◆ **EXERCISE INSTRUCTIONS**
In the entries that follow, find the word "events" and report each line it is on.

◆ **Dataset items**
+ + + + + + +

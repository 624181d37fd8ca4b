//! Quiet Finder API server library.
//!
//! Exposes config, state, error handling, routes and the WebSocket feed so
//! integration tests and the binary entrypoint share them.

pub mod background;
pub mod config;
pub mod error;
pub mod handlers;
pub mod response;
pub mod router;
pub mod routes;
pub mod state;
pub mod ws;
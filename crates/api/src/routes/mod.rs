pub mod health;

use axum::routing::get;
use axum::Router;
use quietfinder_core::wire::{FEED_PATH, SPOTS_PATH};

use crate::handlers;
use crate::state::AppState;
use crate::ws;

/// Build the `/api/v1` route tree.
///
/// ```text
/// /ws               WebSocket live feed (snapshot on connect + on change)
/// /spots            GET full collection, POST append
/// /spots/active     GET visible spots with minutes remaining
/// /map              GET campus map configuration
/// ```
pub fn api_routes() -> Router<AppState> {
    Router::new()
        .route(FEED_PATH, get(ws::ws_handler))
        .route(
            SPOTS_PATH,
            get(handlers::spots::list_spots).post(handlers::spots::create_spot),
        )
        .route("/spots/active", get(handlers::spots::list_active_spots))
        .route("/map", get(handlers::map::get_map_config))
}
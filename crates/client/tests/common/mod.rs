#![allow(dead_code)]

use std::sync::atomic::{AtomicBool, AtomicUsize, Ordering};
use std::sync::Mutex;
use std::time::Duration;

use futures::StreamExt;
use quietfinder_client::view::MapView;
use quietfinder_client::MountedWidget;
use quietfinder_core::error::CoreError;
use quietfinder_core::spot::{NewSpot, Spot, SpotStatus};
use quietfinder_core::store::{SnapshotEvent, SpotStore, SpotSubscription};
use tokio::sync::{mpsc, watch};
use tokio_stream::wrappers::{UnboundedReceiverStream, WatchStream};

pub const T0: i64 = 1_700_000_000_000;

/// Upper bound on how long (in virtual time) a test waits for a view.
const WAIT: Duration = Duration::from_secs(10);

pub fn spot(id: &str, status: SpotStatus, timestamp: i64) -> Spot {
    Spot {
        id: id.into(),
        name: format!("{id} block"),
        status,
        lat: 28.5401,
        lng: 77.1663,
        timestamp,
    }
}

/// In-memory store that publishes the full collection after every write.
pub struct MemoryStore {
    snapshots: watch::Sender<Vec<Spot>>,
    next_id: AtomicUsize,
    writes: AtomicUsize,
    fail_writes: AtomicBool,
}

impl MemoryStore {
    pub fn new(initial: Vec<Spot>) -> Self {
        let (snapshots, _) = watch::channel(initial);
        Self {
            snapshots,
            next_id: AtomicUsize::new(1),
            writes: AtomicUsize::new(0),
            fail_writes: AtomicBool::new(false),
        }
    }

    pub fn fail_writes(&self, fail: bool) {
        self.fail_writes.store(fail, Ordering::SeqCst);
    }

    /// Successful writes so far.
    pub fn writes(&self) -> usize {
        self.writes.load(Ordering::SeqCst)
    }

    pub fn subscriber_count(&self) -> usize {
        self.snapshots.receiver_count()
    }
}

#[async_trait::async_trait]
impl SpotStore for MemoryStore {
    async fn add(&self, spot: NewSpot) -> Result<Spot, CoreError> {
        if self.fail_writes.load(Ordering::SeqCst) {
            return Err(CoreError::Unavailable("store offline".into()));
        }

        let id = format!("mem-{}", self.next_id.fetch_add(1, Ordering::SeqCst));
        let spot = spot.into_spot(id);
        self.snapshots.send_modify(|spots| {
            spots.push(spot.clone());
            spots.sort_by(|a, b| b.timestamp.cmp(&a.timestamp));
        });
        self.writes.fetch_add(1, Ordering::SeqCst);
        Ok(spot)
    }

    async fn subscribe(&self) -> Result<SpotSubscription, CoreError> {
        let events = WatchStream::new(self.snapshots.subscribe()).map(SnapshotEvent::Snapshot);
        Ok(SpotSubscription::new(events))
    }
}

/// Store whose single subscription replays events pushed by the test.
pub struct ScriptedStore {
    events: Mutex<Option<mpsc::UnboundedReceiver<SnapshotEvent>>>,
}

impl ScriptedStore {
    pub fn new() -> (Self, mpsc::UnboundedSender<SnapshotEvent>) {
        let (tx, rx) = mpsc::unbounded_channel();
        let store = Self {
            events: Mutex::new(Some(rx)),
        };
        (store, tx)
    }
}

#[async_trait::async_trait]
impl SpotStore for ScriptedStore {
    async fn add(&self, spot: NewSpot) -> Result<Spot, CoreError> {
        Ok(spot.into_spot("scripted".into()))
    }

    async fn subscribe(&self) -> Result<SpotSubscription, CoreError> {
        let rx = self
            .events
            .lock()
            .unwrap()
            .take()
            .ok_or_else(|| CoreError::Unavailable("already subscribed".into()))?;
        Ok(SpotSubscription::new(UnboundedReceiverStream::new(rx)))
    }
}

/// Wait until the published view satisfies `predicate`.
pub async fn wait_for_view(
    widget: &MountedWidget,
    predicate: impl FnMut(&MapView) -> bool,
) -> MapView {
    let mut views = widget.watch();
    let view = tokio::time::timeout(WAIT, views.wait_for(predicate))
        .await
        .expect("timed out waiting for view")
        .expect("widget stopped publishing");
    view.clone()
}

+ + + + + + +

◆ **EXPECTED ANSWER**
        let events = WatchStream::new(self.snapshots.subscribe()).map(SnapshotEvent::Snapshot);
        Ok(SpotSubscription::new(events))
/// Store whose single subscription replays events pushed by the test.
    events: Mutex<Option<mpsc::UnboundedReceiver<SnapshotEvent>>>,
            events: Mutex::new(Some(rx)),
            .events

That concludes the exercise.